Avant le 13 mars 2020, 30,4 % de l’échantillon avait utilisé Internet pour obtenir de l’aide psychosociale. Cette proportion a augmenté à 38,2 % une fois les mesures sanitaires mises en place. La proportion de personnes ayant utilisé des services psychosociaux en ligne pour des difficultés liées aux émotions est passée de 23,6 % avant le 13 mars 2020 à 31,0 % du 13 mars 2020 au 27 juin 2021, celle pour des difficultés liées à la santé mentale est passée de 24,8 % à 31,9 % et celle pour des problèmes liés à la consommation de SPA de 6,5 % à 8,9 %.

Avant le début des mesures sanitaires, 12,4 % recevaient déjà de l’aide de la part d’une personne intervenante, toutes modalités confondues.

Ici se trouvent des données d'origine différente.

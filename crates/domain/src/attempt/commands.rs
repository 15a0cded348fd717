//! Checkout attempt commands.

use common::AggregateId;

use crate::command::Command;

use super::{BuyerId, CheckoutAttempt, Money, PriceSummary, ShippingAddress};

/// Command to start a new checkout attempt.
#[derive(Debug, Clone)]
pub struct StartAttempt {
    /// The attempt ID to create.
    pub attempt_id: AggregateId,

    /// The buyer checking out.
    pub buyer_id: BuyerId,
}

impl StartAttempt {
    /// Creates a new StartAttempt command.
    pub fn new(attempt_id: AggregateId, buyer_id: BuyerId) -> Self {
        Self {
            attempt_id,
            buyer_id,
        }
    }

    /// Creates a new StartAttempt command with a generated attempt ID.
    pub fn for_buyer(buyer_id: BuyerId) -> Self {
        Self {
            attempt_id: AggregateId::new(),
            buyer_id,
        }
    }
}

impl Command for StartAttempt {
    type Aggregate = CheckoutAttempt;

    fn aggregate_id(&self) -> AggregateId {
        self.attempt_id
    }
}

/// Command to confirm the shipping address and advance to payment.
#[derive(Debug, Clone)]
pub struct ConfirmAddress {
    /// The attempt being advanced.
    pub attempt_id: AggregateId,

    /// The validated shipping address.
    pub address: ShippingAddress,

    /// Price breakdown of the cart at confirmation time.
    pub summary: PriceSummary,

    /// Number of cart lines at confirmation time.
    pub item_count: usize,
}

impl ConfirmAddress {
    /// Creates a new ConfirmAddress command.
    pub fn new(
        attempt_id: AggregateId,
        address: ShippingAddress,
        summary: PriceSummary,
        item_count: usize,
    ) -> Self {
        Self {
            attempt_id,
            address,
            summary,
            item_count,
        }
    }
}

impl Command for ConfirmAddress {
    type Aggregate = CheckoutAttempt;

    fn aggregate_id(&self) -> AggregateId {
        self.attempt_id
    }
}

/// Command to go back from the payment step to the address step.
#[derive(Debug, Clone)]
pub struct ReturnToAddress {
    /// The attempt going back.
    pub attempt_id: AggregateId,
}

impl ReturnToAddress {
    /// Creates a new ReturnToAddress command.
    pub fn new(attempt_id: AggregateId) -> Self {
        Self { attempt_id }
    }
}

impl Command for ReturnToAddress {
    type Aggregate = CheckoutAttempt;

    fn aggregate_id(&self) -> AggregateId {
        self.attempt_id
    }
}

/// Command to begin a payment.
#[derive(Debug, Clone)]
pub struct BeginPayment {
    /// The attempt paying.
    pub attempt_id: AggregateId,
}

impl BeginPayment {
    /// Creates a new BeginPayment command.
    pub fn new(attempt_id: AggregateId) -> Self {
        Self { attempt_id }
    }
}

impl Command for BeginPayment {
    type Aggregate = CheckoutAttempt;

    fn aggregate_id(&self) -> AggregateId {
        self.attempt_id
    }
}

/// Command to record that the gateway widget was opened.
#[derive(Debug, Clone)]
pub struct OpenGateway {
    /// The attempt whose widget opened.
    pub attempt_id: AggregateId,

    /// Gateway-scoped order id from the payment intent.
    pub gateway_order_id: String,

    /// Canonical amount being charged.
    pub amount: Money,

    /// Charge currency.
    pub currency: String,
}

impl OpenGateway {
    /// Creates a new OpenGateway command.
    pub fn new(
        attempt_id: AggregateId,
        gateway_order_id: impl Into<String>,
        amount: Money,
        currency: impl Into<String>,
    ) -> Self {
        Self {
            attempt_id,
            gateway_order_id: gateway_order_id.into(),
            amount,
            currency: currency.into(),
        }
    }
}

impl Command for OpenGateway {
    type Aggregate = CheckoutAttempt;

    fn aggregate_id(&self) -> AggregateId {
        self.attempt_id
    }
}

/// Command to record a gateway-reported payment failure.
#[derive(Debug, Clone)]
pub struct RecordGatewayFailure {
    /// The attempt whose payment failed.
    pub attempt_id: AggregateId,

    /// Gateway-provided failure reason.
    pub reason: String,

    /// Gateway order id, if reported.
    pub gateway_order_id: Option<String>,

    /// Gateway payment id, if reported.
    pub gateway_payment_id: Option<String>,
}

impl RecordGatewayFailure {
    /// Creates a new RecordGatewayFailure command.
    pub fn new(
        attempt_id: AggregateId,
        reason: impl Into<String>,
        gateway_order_id: Option<String>,
        gateway_payment_id: Option<String>,
    ) -> Self {
        Self {
            attempt_id,
            reason: reason.into(),
            gateway_order_id,
            gateway_payment_id,
        }
    }
}

impl Command for RecordGatewayFailure {
    type Aggregate = CheckoutAttempt;

    fn aggregate_id(&self) -> AggregateId {
        self.attempt_id
    }
}

/// Command to record that the buyer dismissed the gateway widget.
#[derive(Debug, Clone)]
pub struct RecordGatewayDismissal {
    /// The attempt whose widget was dismissed.
    pub attempt_id: AggregateId,
}

impl RecordGatewayDismissal {
    /// Creates a new RecordGatewayDismissal command.
    pub fn new(attempt_id: AggregateId) -> Self {
        Self { attempt_id }
    }
}

impl Command for RecordGatewayDismissal {
    type Aggregate = CheckoutAttempt;

    fn aggregate_id(&self) -> AggregateId {
        self.attempt_id
    }
}

/// Command to abort a payment that produced no gateway outcome.
#[derive(Debug, Clone)]
pub struct AbortPayment {
    /// The attempt being aborted.
    pub attempt_id: AggregateId,

    /// Why the payment was aborted.
    pub reason: String,
}

impl AbortPayment {
    /// Creates a new AbortPayment command.
    pub fn new(attempt_id: AggregateId, reason: impl Into<String>) -> Self {
        Self {
            attempt_id,
            reason: reason.into(),
        }
    }
}

impl Command for AbortPayment {
    type Aggregate = CheckoutAttempt;

    fn aggregate_id(&self) -> AggregateId {
        self.attempt_id
    }
}

/// Command to begin backend verification of a gateway success callback.
#[derive(Debug, Clone)]
pub struct BeginVerification {
    /// The attempt being verified.
    pub attempt_id: AggregateId,

    /// Gateway order id from the success callback.
    pub gateway_order_id: String,

    /// Gateway payment id from the success callback.
    pub gateway_payment_id: String,
}

impl BeginVerification {
    /// Creates a new BeginVerification command.
    pub fn new(
        attempt_id: AggregateId,
        gateway_order_id: impl Into<String>,
        gateway_payment_id: impl Into<String>,
    ) -> Self {
        Self {
            attempt_id,
            gateway_order_id: gateway_order_id.into(),
            gateway_payment_id: gateway_payment_id.into(),
        }
    }
}

impl Command for BeginVerification {
    type Aggregate = CheckoutAttempt;

    fn aggregate_id(&self) -> AggregateId {
        self.attempt_id
    }
}

/// Command to settle a verified payment.
#[derive(Debug, Clone)]
pub struct SettlePayment {
    /// The attempt settling.
    pub attempt_id: AggregateId,

    /// The verified gateway payment id.
    pub gateway_payment_id: String,
}

impl SettlePayment {
    /// Creates a new SettlePayment command.
    pub fn new(attempt_id: AggregateId, gateway_payment_id: impl Into<String>) -> Self {
        Self {
            attempt_id,
            gateway_payment_id: gateway_payment_id.into(),
        }
    }
}

impl Command for SettlePayment {
    type Aggregate = CheckoutAttempt;

    fn aggregate_id(&self) -> AggregateId {
        self.attempt_id
    }
}

/// Command to record a verification rejection.
#[derive(Debug, Clone)]
pub struct RejectVerification {
    /// The attempt whose verification failed.
    pub attempt_id: AggregateId,

    /// Why the backend rejected verification.
    pub reason: String,
}

impl RejectVerification {
    /// Creates a new RejectVerification command.
    pub fn new(attempt_id: AggregateId, reason: impl Into<String>) -> Self {
        Self {
            attempt_id,
            reason: reason.into(),
        }
    }
}

impl Command for RejectVerification {
    type Aggregate = CheckoutAttempt;

    fn aggregate_id(&self) -> AggregateId {
        self.attempt_id
    }
}

/// Command to record the persisted order after finalization.
#[derive(Debug, Clone)]
pub struct RecordOrderPlaced {
    /// The attempt whose order was placed.
    pub attempt_id: AggregateId,

    /// Reference of the persisted order.
    pub order_ref: String,
}

impl RecordOrderPlaced {
    /// Creates a new RecordOrderPlaced command.
    pub fn new(attempt_id: AggregateId, order_ref: impl Into<String>) -> Self {
        Self {
            attempt_id,
            order_ref: order_ref.into(),
        }
    }
}

impl Command for RecordOrderPlaced {
    type Aggregate = CheckoutAttempt;

    fn aggregate_id(&self) -> AggregateId {
        self.attempt_id
    }
}

/// Command to record a failed order placement after settlement.
#[derive(Debug, Clone)]
pub struct RecordOrderPlacementFailure {
    /// The attempt whose order placement failed.
    pub attempt_id: AggregateId,

    /// Why placement failed.
    pub reason: String,
}

impl RecordOrderPlacementFailure {
    /// Creates a new RecordOrderPlacementFailure command.
    pub fn new(attempt_id: AggregateId, reason: impl Into<String>) -> Self {
        Self {
            attempt_id,
            reason: reason.into(),
        }
    }
}

impl Command for RecordOrderPlacementFailure {
    type Aggregate = CheckoutAttempt;

    fn aggregate_id(&self) -> AggregateId {
        self.attempt_id
    }
}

De ceux-ci, 34,7 % ont arrêté leurs rencontres avec l’arrivée de la crise sanitaire, 8,3 % les ont poursuivies en présentiel seulement, 43,8 % en ligne seulement et 13,2 % ont poursuivi leurs rencontres en mode hybride. Depuis les trois premières vagues de COVID-19 et pour toute problématique confondue, 82,8 % des personnes ayant utilisé Internet en lien avec leur bien-être l’ont fait pour trouver des stratégies, des outils ou des informations pour s’aider, 59,1 % ont cherché des ressources à contacter, 35,9 % pour discuter avec d’autres personnes (forums de discussion, groupes de soutien, réseaux sociaux en ligne) et 29,6 % ont obtenu un soutien professionnel en ligne. De plus, 80,5 % des personnes qui ont utilisé Internet du 13 mars 2020 au 27 juin 2021 pour des difficultés liées aux émotions, 83,0 % pour des problèmes liés à la santé mentale et 72,8 % pour des problèmes liés à la consommation de SPA désirent poursuivre un suivi en ligne au-delà de la crise sanitaire.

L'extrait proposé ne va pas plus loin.